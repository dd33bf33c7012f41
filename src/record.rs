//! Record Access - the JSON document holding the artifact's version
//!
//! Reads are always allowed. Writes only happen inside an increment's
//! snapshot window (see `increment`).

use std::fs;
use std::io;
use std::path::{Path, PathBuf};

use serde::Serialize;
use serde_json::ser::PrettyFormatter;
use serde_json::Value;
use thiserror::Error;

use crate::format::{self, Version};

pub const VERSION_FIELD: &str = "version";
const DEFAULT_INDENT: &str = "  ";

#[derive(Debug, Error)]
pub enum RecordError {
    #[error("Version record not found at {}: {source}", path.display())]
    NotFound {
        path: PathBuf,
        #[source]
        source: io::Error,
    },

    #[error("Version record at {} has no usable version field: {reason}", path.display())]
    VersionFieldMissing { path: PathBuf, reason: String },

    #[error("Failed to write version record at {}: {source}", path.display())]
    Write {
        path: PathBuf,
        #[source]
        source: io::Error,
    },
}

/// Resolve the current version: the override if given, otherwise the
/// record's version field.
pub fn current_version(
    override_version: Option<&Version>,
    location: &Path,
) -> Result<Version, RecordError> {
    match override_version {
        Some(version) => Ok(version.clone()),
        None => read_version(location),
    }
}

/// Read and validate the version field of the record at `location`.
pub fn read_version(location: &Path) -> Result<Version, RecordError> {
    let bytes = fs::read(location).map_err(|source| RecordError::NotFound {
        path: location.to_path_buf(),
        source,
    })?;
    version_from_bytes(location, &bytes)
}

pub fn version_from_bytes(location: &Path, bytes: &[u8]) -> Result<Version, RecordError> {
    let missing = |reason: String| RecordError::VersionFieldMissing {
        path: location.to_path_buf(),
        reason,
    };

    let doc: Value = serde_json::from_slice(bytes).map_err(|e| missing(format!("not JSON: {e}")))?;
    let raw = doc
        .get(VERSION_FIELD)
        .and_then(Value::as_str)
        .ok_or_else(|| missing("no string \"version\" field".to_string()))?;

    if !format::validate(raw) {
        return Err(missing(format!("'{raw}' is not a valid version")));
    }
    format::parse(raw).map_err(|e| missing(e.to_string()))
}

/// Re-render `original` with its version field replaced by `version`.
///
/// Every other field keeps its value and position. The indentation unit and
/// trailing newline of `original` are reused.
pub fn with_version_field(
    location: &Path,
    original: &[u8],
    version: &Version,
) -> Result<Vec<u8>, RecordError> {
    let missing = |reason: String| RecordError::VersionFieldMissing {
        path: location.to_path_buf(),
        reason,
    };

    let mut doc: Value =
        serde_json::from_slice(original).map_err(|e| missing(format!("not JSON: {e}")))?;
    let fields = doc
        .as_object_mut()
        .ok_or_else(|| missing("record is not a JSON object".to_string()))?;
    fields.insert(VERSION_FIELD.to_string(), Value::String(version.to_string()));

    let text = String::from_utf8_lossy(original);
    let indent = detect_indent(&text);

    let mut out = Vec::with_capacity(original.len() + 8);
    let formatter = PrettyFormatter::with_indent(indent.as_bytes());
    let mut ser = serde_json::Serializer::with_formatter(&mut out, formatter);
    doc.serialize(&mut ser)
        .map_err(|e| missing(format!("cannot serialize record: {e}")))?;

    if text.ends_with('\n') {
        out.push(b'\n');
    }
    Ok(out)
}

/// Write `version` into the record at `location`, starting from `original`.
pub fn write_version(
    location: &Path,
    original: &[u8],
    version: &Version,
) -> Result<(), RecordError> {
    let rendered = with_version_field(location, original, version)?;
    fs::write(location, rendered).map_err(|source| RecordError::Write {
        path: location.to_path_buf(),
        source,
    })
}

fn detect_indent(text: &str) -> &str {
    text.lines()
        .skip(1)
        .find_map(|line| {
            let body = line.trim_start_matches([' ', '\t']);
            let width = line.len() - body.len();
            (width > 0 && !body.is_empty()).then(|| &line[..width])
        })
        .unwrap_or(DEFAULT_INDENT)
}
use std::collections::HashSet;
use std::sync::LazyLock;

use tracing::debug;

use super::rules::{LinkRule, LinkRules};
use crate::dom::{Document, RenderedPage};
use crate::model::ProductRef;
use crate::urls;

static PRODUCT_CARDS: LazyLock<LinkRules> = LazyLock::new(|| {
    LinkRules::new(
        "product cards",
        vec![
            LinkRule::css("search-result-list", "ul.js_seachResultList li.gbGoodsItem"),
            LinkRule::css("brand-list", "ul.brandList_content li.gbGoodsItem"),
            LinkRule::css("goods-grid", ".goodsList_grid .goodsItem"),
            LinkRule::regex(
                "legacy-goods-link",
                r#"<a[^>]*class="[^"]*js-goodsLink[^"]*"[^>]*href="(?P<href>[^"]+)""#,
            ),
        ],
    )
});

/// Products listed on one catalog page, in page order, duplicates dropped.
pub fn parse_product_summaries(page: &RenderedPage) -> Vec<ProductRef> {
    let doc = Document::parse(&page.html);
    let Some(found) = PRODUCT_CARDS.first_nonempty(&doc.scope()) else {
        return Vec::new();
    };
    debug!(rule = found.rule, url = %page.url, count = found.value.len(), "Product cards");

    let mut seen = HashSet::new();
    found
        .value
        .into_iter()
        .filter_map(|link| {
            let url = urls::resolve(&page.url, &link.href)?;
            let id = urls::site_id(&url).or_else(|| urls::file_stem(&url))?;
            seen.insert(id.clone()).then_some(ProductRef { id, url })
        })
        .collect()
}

* _REQUIREMENT_
Reproduce each line of the entries in which the word "clone" is found.

* _TASK SOLUTION_
        Some(version) => Ok(version.clone()),
            seen.insert(id.clone()).then_some(ProductRef { id, url })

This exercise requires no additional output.